WHAT YOU WILL DO:
Only lines with the word "right" are wanted; copy each of them from the listing below.

DATA RECORDS:
-*-
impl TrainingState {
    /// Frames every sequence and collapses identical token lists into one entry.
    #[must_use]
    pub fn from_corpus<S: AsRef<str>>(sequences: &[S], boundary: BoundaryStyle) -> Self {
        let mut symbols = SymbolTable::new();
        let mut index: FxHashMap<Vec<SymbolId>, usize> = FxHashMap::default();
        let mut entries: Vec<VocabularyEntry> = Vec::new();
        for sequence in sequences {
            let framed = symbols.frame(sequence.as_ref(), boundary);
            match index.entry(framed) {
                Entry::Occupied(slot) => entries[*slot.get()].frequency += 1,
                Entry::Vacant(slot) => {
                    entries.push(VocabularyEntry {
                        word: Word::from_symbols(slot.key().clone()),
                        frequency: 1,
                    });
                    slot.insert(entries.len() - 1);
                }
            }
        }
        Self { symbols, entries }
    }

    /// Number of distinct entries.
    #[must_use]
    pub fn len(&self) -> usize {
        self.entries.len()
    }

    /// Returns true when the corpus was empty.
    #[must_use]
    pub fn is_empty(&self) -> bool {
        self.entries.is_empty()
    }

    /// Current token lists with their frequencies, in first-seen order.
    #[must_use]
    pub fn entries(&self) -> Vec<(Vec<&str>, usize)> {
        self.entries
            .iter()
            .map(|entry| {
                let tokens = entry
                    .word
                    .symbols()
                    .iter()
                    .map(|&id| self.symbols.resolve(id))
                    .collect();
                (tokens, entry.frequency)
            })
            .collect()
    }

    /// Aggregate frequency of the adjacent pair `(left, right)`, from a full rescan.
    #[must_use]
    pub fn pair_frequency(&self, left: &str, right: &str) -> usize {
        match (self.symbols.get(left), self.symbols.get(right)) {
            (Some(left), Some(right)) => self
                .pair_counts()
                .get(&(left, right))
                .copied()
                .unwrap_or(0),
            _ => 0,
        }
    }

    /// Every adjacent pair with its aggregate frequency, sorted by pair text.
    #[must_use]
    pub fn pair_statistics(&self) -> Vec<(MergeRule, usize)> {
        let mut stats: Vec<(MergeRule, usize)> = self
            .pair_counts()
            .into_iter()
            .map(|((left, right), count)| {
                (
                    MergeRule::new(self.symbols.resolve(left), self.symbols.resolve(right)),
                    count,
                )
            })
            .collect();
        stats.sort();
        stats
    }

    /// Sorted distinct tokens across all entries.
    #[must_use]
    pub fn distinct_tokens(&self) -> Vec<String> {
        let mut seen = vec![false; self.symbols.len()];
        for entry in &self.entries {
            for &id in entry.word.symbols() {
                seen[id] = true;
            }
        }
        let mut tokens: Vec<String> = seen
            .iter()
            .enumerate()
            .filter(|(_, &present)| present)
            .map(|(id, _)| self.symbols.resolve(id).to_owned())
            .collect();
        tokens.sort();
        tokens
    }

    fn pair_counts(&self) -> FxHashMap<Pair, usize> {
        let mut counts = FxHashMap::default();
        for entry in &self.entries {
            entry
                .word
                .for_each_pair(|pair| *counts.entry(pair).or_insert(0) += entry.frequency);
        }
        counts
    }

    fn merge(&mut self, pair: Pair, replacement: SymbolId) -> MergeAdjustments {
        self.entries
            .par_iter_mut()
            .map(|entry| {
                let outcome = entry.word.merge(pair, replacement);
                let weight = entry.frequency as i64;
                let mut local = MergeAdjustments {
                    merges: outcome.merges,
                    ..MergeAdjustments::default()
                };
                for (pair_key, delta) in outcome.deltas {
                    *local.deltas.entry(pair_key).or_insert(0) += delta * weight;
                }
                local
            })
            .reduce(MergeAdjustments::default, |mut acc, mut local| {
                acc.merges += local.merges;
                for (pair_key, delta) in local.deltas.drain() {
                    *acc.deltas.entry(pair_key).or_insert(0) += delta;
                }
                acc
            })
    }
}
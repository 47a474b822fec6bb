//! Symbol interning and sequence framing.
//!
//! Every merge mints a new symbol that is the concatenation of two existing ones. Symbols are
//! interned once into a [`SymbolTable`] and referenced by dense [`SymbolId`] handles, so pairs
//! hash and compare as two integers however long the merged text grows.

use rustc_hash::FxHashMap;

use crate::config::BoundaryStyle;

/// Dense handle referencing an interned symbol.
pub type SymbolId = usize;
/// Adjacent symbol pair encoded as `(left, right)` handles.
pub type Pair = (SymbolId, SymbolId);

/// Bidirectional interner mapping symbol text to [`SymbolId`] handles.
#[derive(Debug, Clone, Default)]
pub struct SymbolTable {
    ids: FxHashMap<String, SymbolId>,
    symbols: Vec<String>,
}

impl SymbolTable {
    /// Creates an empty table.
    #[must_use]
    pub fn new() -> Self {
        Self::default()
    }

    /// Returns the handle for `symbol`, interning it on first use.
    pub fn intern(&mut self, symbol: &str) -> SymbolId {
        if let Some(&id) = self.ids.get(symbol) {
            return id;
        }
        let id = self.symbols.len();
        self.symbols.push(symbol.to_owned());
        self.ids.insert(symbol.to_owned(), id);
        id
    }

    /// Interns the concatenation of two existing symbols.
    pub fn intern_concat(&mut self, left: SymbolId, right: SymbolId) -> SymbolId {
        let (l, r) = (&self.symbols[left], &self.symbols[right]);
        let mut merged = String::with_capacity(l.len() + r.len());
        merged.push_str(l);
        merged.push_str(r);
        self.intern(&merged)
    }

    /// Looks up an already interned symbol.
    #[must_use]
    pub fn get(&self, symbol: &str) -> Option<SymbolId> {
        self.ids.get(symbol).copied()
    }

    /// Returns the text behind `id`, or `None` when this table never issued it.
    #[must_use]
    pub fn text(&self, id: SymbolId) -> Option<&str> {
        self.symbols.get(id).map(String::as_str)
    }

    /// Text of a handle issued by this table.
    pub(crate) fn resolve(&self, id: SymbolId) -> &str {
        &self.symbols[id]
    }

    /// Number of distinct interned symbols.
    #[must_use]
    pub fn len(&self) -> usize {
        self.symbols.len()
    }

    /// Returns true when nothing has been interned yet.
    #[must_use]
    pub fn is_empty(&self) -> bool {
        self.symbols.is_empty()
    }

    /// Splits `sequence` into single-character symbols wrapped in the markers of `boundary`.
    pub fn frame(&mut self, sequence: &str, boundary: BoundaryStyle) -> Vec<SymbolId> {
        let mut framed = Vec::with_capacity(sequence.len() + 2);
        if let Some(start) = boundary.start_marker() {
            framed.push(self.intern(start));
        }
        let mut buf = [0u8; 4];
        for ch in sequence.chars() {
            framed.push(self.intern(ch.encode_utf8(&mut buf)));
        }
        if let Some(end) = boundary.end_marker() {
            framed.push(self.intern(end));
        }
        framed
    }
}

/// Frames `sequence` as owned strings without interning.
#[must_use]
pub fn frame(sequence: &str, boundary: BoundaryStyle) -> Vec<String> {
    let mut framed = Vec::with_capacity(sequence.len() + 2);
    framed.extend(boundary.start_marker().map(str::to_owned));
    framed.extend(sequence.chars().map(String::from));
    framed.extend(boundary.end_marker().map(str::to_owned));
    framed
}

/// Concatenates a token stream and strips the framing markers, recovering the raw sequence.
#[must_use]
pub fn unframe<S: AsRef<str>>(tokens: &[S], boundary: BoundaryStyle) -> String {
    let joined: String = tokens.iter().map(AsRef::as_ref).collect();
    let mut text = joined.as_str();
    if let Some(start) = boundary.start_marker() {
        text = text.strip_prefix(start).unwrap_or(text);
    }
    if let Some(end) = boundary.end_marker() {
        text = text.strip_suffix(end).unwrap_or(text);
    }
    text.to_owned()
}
-*-
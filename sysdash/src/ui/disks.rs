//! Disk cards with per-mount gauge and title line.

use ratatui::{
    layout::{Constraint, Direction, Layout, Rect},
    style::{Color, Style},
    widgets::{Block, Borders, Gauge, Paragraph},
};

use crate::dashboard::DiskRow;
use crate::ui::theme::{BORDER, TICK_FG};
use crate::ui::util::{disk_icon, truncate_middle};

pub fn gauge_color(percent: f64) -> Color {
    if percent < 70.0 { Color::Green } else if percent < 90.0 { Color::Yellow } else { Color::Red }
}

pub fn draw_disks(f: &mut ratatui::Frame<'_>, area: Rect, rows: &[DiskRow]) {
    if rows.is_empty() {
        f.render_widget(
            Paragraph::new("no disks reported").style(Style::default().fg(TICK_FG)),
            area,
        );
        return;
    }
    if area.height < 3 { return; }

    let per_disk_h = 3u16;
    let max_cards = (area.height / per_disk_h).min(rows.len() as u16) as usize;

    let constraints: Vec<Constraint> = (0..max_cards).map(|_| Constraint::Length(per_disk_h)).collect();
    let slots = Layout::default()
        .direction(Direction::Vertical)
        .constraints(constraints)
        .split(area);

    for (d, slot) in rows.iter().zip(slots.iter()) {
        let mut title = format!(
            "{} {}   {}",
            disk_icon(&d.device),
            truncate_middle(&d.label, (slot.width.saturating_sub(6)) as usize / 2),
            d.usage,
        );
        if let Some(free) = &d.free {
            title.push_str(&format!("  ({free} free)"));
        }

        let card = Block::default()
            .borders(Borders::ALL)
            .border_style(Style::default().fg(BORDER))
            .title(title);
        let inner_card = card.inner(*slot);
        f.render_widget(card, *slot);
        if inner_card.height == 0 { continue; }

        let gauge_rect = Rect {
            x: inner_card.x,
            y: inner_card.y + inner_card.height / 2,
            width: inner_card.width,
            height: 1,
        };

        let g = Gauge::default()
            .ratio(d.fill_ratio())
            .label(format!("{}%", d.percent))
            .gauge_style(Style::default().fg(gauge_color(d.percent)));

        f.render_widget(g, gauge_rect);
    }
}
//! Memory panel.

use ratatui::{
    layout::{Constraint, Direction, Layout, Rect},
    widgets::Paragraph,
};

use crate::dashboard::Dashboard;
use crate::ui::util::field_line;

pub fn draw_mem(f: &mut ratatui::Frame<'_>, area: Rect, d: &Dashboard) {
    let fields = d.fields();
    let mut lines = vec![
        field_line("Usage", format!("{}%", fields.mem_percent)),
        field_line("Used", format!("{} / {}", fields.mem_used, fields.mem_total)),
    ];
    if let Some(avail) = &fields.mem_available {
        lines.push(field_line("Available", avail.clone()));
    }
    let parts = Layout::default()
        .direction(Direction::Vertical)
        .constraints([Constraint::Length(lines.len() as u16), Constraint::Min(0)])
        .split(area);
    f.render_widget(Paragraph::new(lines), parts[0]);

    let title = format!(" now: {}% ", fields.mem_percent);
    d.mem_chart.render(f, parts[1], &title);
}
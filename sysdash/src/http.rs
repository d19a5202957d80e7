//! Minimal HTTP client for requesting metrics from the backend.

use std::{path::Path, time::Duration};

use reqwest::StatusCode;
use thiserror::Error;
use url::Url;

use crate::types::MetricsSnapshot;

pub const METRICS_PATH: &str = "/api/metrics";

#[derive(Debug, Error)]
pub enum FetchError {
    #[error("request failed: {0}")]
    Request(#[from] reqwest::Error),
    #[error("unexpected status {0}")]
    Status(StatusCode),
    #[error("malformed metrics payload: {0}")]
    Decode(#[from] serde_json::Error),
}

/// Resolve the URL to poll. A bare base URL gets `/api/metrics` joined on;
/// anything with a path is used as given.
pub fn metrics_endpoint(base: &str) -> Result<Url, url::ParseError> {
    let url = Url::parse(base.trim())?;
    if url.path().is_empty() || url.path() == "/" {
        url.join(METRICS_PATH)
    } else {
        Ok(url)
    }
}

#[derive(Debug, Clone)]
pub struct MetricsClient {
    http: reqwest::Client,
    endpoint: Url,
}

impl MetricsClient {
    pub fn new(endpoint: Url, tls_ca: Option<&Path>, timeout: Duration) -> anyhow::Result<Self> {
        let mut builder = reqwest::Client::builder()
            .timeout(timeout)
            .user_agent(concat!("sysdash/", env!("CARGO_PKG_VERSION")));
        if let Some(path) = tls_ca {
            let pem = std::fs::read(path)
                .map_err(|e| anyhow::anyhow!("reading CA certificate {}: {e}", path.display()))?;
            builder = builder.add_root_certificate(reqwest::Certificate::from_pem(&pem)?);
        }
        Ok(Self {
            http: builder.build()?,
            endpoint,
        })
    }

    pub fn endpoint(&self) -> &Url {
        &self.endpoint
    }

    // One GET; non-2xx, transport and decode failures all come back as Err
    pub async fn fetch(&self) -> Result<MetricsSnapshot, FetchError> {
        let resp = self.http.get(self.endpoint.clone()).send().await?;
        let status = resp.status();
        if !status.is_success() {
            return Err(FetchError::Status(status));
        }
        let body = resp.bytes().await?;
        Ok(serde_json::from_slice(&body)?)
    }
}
-*-
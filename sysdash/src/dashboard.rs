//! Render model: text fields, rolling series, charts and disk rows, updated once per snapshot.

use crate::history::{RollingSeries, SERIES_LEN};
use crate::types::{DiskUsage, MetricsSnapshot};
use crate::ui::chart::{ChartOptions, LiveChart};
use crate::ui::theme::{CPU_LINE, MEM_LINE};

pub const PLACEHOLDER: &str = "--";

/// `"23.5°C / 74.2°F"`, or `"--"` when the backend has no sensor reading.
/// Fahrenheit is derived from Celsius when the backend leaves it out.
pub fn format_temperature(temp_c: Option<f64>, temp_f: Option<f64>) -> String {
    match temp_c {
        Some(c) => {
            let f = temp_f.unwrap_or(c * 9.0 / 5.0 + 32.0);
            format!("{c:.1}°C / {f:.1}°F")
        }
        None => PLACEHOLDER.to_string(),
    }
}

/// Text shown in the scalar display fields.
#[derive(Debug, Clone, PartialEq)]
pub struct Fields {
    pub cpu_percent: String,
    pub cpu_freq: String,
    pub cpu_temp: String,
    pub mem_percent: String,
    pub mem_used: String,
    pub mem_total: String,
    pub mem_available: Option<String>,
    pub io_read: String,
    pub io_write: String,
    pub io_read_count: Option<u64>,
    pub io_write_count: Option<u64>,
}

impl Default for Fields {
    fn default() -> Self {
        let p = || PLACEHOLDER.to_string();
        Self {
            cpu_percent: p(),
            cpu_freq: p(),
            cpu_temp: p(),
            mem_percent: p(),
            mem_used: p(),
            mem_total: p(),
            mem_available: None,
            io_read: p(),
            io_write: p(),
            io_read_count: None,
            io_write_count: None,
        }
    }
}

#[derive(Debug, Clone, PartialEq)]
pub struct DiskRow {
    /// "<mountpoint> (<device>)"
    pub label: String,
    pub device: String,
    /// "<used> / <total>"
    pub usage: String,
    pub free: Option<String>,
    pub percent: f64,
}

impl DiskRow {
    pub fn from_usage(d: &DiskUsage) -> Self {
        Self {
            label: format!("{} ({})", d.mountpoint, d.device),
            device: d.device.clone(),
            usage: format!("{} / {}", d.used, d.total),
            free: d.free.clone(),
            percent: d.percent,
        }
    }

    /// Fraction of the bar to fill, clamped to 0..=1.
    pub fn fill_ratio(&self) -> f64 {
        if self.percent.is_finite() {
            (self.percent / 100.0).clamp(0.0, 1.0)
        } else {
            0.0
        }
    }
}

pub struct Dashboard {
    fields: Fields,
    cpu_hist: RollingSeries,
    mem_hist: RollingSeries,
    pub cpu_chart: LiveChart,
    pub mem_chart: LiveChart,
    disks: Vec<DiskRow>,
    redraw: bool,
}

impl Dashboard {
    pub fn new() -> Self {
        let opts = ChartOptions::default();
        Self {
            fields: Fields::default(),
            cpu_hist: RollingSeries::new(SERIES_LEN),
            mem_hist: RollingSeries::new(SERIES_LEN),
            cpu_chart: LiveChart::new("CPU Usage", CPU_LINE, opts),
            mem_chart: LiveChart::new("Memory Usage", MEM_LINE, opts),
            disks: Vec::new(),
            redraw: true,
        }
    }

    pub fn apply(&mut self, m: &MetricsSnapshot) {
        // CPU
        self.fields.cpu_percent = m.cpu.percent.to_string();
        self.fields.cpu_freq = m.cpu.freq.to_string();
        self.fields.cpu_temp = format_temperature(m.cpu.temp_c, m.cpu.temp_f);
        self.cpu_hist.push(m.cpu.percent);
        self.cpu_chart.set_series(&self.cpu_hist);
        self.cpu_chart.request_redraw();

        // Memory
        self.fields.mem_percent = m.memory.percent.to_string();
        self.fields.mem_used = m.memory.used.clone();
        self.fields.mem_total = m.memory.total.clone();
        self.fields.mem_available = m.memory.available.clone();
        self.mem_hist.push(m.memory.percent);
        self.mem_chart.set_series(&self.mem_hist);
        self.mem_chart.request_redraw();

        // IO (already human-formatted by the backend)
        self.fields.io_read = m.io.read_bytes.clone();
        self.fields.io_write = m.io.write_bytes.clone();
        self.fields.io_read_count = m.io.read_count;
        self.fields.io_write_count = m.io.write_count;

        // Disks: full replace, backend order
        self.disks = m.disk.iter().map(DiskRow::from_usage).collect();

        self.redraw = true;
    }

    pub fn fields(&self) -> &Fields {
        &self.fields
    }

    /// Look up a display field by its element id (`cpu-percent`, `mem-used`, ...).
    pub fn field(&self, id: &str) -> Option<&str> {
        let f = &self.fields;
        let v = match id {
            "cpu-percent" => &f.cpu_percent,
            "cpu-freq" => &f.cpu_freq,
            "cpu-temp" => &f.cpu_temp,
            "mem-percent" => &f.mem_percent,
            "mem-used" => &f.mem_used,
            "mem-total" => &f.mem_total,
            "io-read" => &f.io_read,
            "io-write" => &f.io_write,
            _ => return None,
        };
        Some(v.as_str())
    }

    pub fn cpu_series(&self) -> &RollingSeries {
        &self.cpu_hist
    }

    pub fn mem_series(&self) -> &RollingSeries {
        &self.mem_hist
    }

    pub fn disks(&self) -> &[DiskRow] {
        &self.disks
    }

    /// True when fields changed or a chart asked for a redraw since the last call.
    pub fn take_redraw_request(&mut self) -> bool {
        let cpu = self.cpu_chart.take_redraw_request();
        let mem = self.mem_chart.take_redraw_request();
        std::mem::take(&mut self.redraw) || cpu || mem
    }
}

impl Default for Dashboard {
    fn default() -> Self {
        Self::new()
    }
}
-*-
REPLY:
    /// Aggregate frequency of the adjacent pair `(left, right)`, from a full rescan.
    pub fn pair_frequency(&self, left: &str, right: &str) -> usize {
        match (self.symbols.get(left), self.symbols.get(right)) {
            (Some(left), Some(right)) => self
                .get(&(left, right))
            .map(|((left, right), count)| {
                    MergeRule::new(self.symbols.resolve(left), self.symbols.resolve(right)),
/// Adjacent symbol pair encoded as `(left, right)` handles.
    pub fn intern_concat(&mut self, left: SymbolId, right: SymbolId) -> SymbolId {
        let (l, r) = (&self.symbols[left], &self.symbols[right]);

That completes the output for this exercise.